The project of scientists from received nearly PLN 200,000. co-financing under the grant program of the Podkarpackie Innovation Center.
Perovskite solar cell factory
In 2021, the world’s first perovskite solar cell factory was established in Wrocław. Perovskites are materials that conduct electricity and absorb light. For this reason, photovoltaic manufacturers aimed to use these raw materials during production. The problem was low efficiency and high costs.
Polish technologist Olga Malinkiewicz, founder of Saule Technologies, coped with this task. The world’s first perovskite-based solar cells will be produced in the company’s factory in Wrocław. Thanks to the discovery of the Malinkiewicz team, they managed to create materials at much lower costs.
Perovskite-based solar cells will be produced at the Saule Technologies factory in Wrocław.

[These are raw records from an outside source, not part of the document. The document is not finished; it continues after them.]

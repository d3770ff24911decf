//! Response assertions built on top of the matcher chain.
//!
//! These are the checks behind the "response should contain ..." steps:
//! a loose subset comparison, recursive pattern matching with JSON paths in
//! the diagnostics, and plain text containment.

use crate::error::{AssertionError, MatchError};
use crate::matcher::{describe, ChainMatcher};
use serde_json::Value;
use tracing::debug;

/// Trailing array element that allows any number of further elements.
pub const REST_TOKEN: &str = "@...@";

/// Parse an expected JSON document, keeping the raw text for diagnostics.
pub fn parse_expected_json(raw: &str) -> Result<Value, AssertionError> {
    serde_json::from_str(raw).map_err(|source| AssertionError::MalformedExpectedJson {
        raw: raw.to_string(),
        source,
    })
}

/// Parse a response body as JSON.
pub fn parse_actual_json(body: &str) -> Result<Value, AssertionError> {
    serde_json::from_str(body).map_err(|source| AssertionError::MalformedActualJson { source })
}

// ===== Subset comparison =====

fn entry_count(value: &Value) -> Option<usize> {
    match value {
        Value::Object(map) => Some(map.len()),
        Value::Array(items) => Some(items.len()),
        _ => None,
    }
}

/// Entries of a container keyed by name (objects) or index (arrays).
fn entries(value: &Value) -> Vec<(String, &Value)> {
    match value {
        Value::Object(map) => map.iter().map(|(k, v)| (k.clone(), v)).collect(),
        Value::Array(items) => items
            .iter()
            .enumerate()
            .map(|(i, v)| (i.to_string(), v))
            .collect(),
        _ => Vec::new(),
    }
}

fn lookup<'a>(container: &'a Value, key: &str) -> Option<&'a Value> {
    match container {
        Value::Object(map) => map.get(key),
        Value::Array(items) => key.parse::<usize>().ok().and_then(|i| items.get(i)),
        _ => None,
    }
}

fn as_integer(number: &serde_json::Number) -> Option<i128> {
    number
        .as_i64()
        .map(i128::from)
        .or_else(|| number.as_u64().map(i128::from))
}

/// Equality with numbers compared by value, so `1` equals `1.0`.
///
/// Two integers compare exactly; `f64` is only used once a float is involved.
pub fn loose_equal(expected: &Value, actual: &Value) -> bool {
    match (expected, actual) {
        (Value::Number(a), Value::Number(b)) => match (as_integer(a), as_integer(b)) {
            (Some(x), Some(y)) => x == y,
            _ => match (a.as_f64(), b.as_f64()) {
                (Some(x), Some(y)) => x == y,
                _ => a == b,
            },
        },
        (Value::Array(a), Value::Array(b)) => {
            a.len() == b.len() && a.iter().zip(b).all(|(x, y)| loose_equal(x, y))
        }
        (Value::Object(a), Value::Object(b)) => {
            a.len() == b.len()
                && a
                    .iter()
                    .all(|(k, v)| b.get(k).is_some_and(|other| loose_equal(v, other)))
        }
        _ => expected == actual,
    }
}

/// Every top-level entry of `expected` must be present in `actual` with an
/// equal value. `actual` may carry extra entries.
pub fn assert_contains_subset(expected: &Value, actual: &Value) -> Result<(), AssertionError> {
    let Some(expected_count) = entry_count(expected) else {
        return if loose_equal(expected, actual) {
            Ok(())
        } else {
            Err(AssertionError::ValueMismatch {
                key: "$".to_string(),
                expected: expected.to_string(),
                actual: actual.to_string(),
            })
        };
    };

    let actual_count = entry_count(actual).ok_or_else(|| AssertionError::NotAnObject {
        actual: actual.to_string(),
    })?;
    if actual_count < expected_count {
        return Err(AssertionError::TooFewEntries {
            expected: expected_count,
            actual: actual_count,
        });
    }

    for (key, needle) in entries(expected) {
        let found = lookup(actual, &key).ok_or_else(|| AssertionError::MissingKey {
            key: key.clone(),
        })?;
        if !loose_equal(needle, found) {
            return Err(AssertionError::ValueMismatch {
                key,
                expected: needle.to_string(),
                actual: found.to_string(),
            });
        }
    }

    Ok(())
}

// ===== Pattern matching =====

fn mismatch_at(
    path: &str,
    pattern: &Value,
    actual: &Value,
    reason: impl Into<String>,
) -> AssertionError {
    AssertionError::PatternMismatch {
        path: path.to_string(),
        pattern: pattern.to_string(),
        actual: actual.to_string(),
        reason: reason.into(),
    }
}

/// Match `actual` against `pattern` recursively.
///
/// Object patterns require their keys to be present; extra actual keys are
/// fine. Array patterns match element by element and require equal lengths,
/// unless the last pattern element is `@...@`. Everything else goes through
/// the chain.
pub fn assert_matches_pattern(
    chain: &ChainMatcher,
    pattern: &Value,
    actual: &Value,
) -> Result<(), AssertionError> {
    match_at(chain, "$", pattern, actual)
}

fn match_at(
    chain: &ChainMatcher,
    path: &str,
    pattern: &Value,
    actual: &Value,
) -> Result<(), AssertionError> {
    match pattern {
        Value::Object(expected) => {
            let Value::Object(found) = actual else {
                return Err(mismatch_at(path, pattern, actual, "expected an object"));
            };
            for (key, sub_pattern) in expected {
                let child = format!("{path}.{key}");
                let sub_actual = found
                    .get(key)
                    .ok_or_else(|| AssertionError::MissingKey { key: child.clone() })?;
                match_at(chain, &child, sub_pattern, sub_actual)?;
            }
            Ok(())
        }
        Value::Array(expected) => {
            let Value::Array(found) = actual else {
                return Err(mismatch_at(path, pattern, actual, "expected an array"));
            };

            let (head, open_ended) = match expected.split_last() {
                Some((last, head)) if last.as_str() == Some(REST_TOKEN) => (head, true),
                _ => (expected.as_slice(), false),
            };

            let length_ok = if open_ended {
                found.len() >= head.len()
            } else {
                found.len() == head.len()
            };
            if !length_ok {
                let bound = if open_ended { "at least " } else { "" };
                return Err(mismatch_at(
                    path,
                    pattern,
                    actual,
                    format!("expected {bound}{} elements, got {}", head.len(), found.len()),
                ));
            }

            for (i, (sub_pattern, sub_actual)) in head.iter().zip(found).enumerate() {
                match_at(chain, &format!("{path}[{i}]"), sub_pattern, sub_actual)?;
            }
            Ok(())
        }
        _ => chain.matches(actual, pattern).map_err(|e| match e {
            MatchError::UnsupportedPattern { .. } => AssertionError::UnsupportedPattern {
                path: path.to_string(),
                pattern: describe(pattern),
            },
            MatchError::Mismatch(reason) => mismatch_at(path, pattern, actual, reason),
        }),
    }
}

/// `actual` must be an object holding `key`, whose value matches the
/// pattern text. The text is read as JSON when it parses, otherwise it is a
/// single string pattern such as `@uuid@`.
pub fn assert_key_matches_pattern(
    chain: &ChainMatcher,
    key: &str,
    pattern_text: &str,
    actual: &Value,
) -> Result<(), AssertionError> {
    let Value::Object(map) = actual else {
        return Err(AssertionError::NotAnObject {
            actual: actual.to_string(),
        });
    };
    let value = map.get(key).ok_or_else(|| AssertionError::MissingKey {
        key: key.to_string(),
    })?;

    let pattern = serde_json::from_str::<Value>(pattern_text)
        .unwrap_or_else(|_| Value::String(pattern_text.trim().to_string()));
    debug!("Matching key '{}' against pattern {}", key, pattern);

    match_at(chain, &format!("$.{key}"), &pattern, value)
}

// ===== Text =====

/// Case-insensitive containment of the literal `text`.
///
/// Only ASCII letters fold; `É` and `é` are different characters here.
pub fn assert_text_contains(text: &str, body: &str) -> Result<(), AssertionError> {
    if body
        .to_ascii_lowercase()
        .contains(&text.to_ascii_lowercase())
    {
        Ok(())
    } else {
        Err(AssertionError::TextNotFound {
            text: text.to_string(),
        })
    }
}

/// Case-sensitive absence of the literal `text`.
pub fn assert_text_not_contains(text: &str, body: &str) -> Result<(), AssertionError> {
    if body.contains(text) {
        Err(AssertionError::TextFound {
            text: text.to_string(),
        })
    } else {
        Ok(())
    }
}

According to experts, the possibilities of using these materials are basically unlimited: they can be used, for example, in construction and in the production of mobile phones.
On November 11 this year, 28 perovskite cells used in the Polish observation satellite STORK-7 were launched into space on the Falcon 9 rocket. Olga Malinkiewicz argues that perovskites are an ideal power source in space due to the fact that they are much lighter than traditional cells. and flexible, so they can be packed into a small space, and due to the possibility of digital printing, they can take any shape. The mission is the first-ever test of this type of cells in space.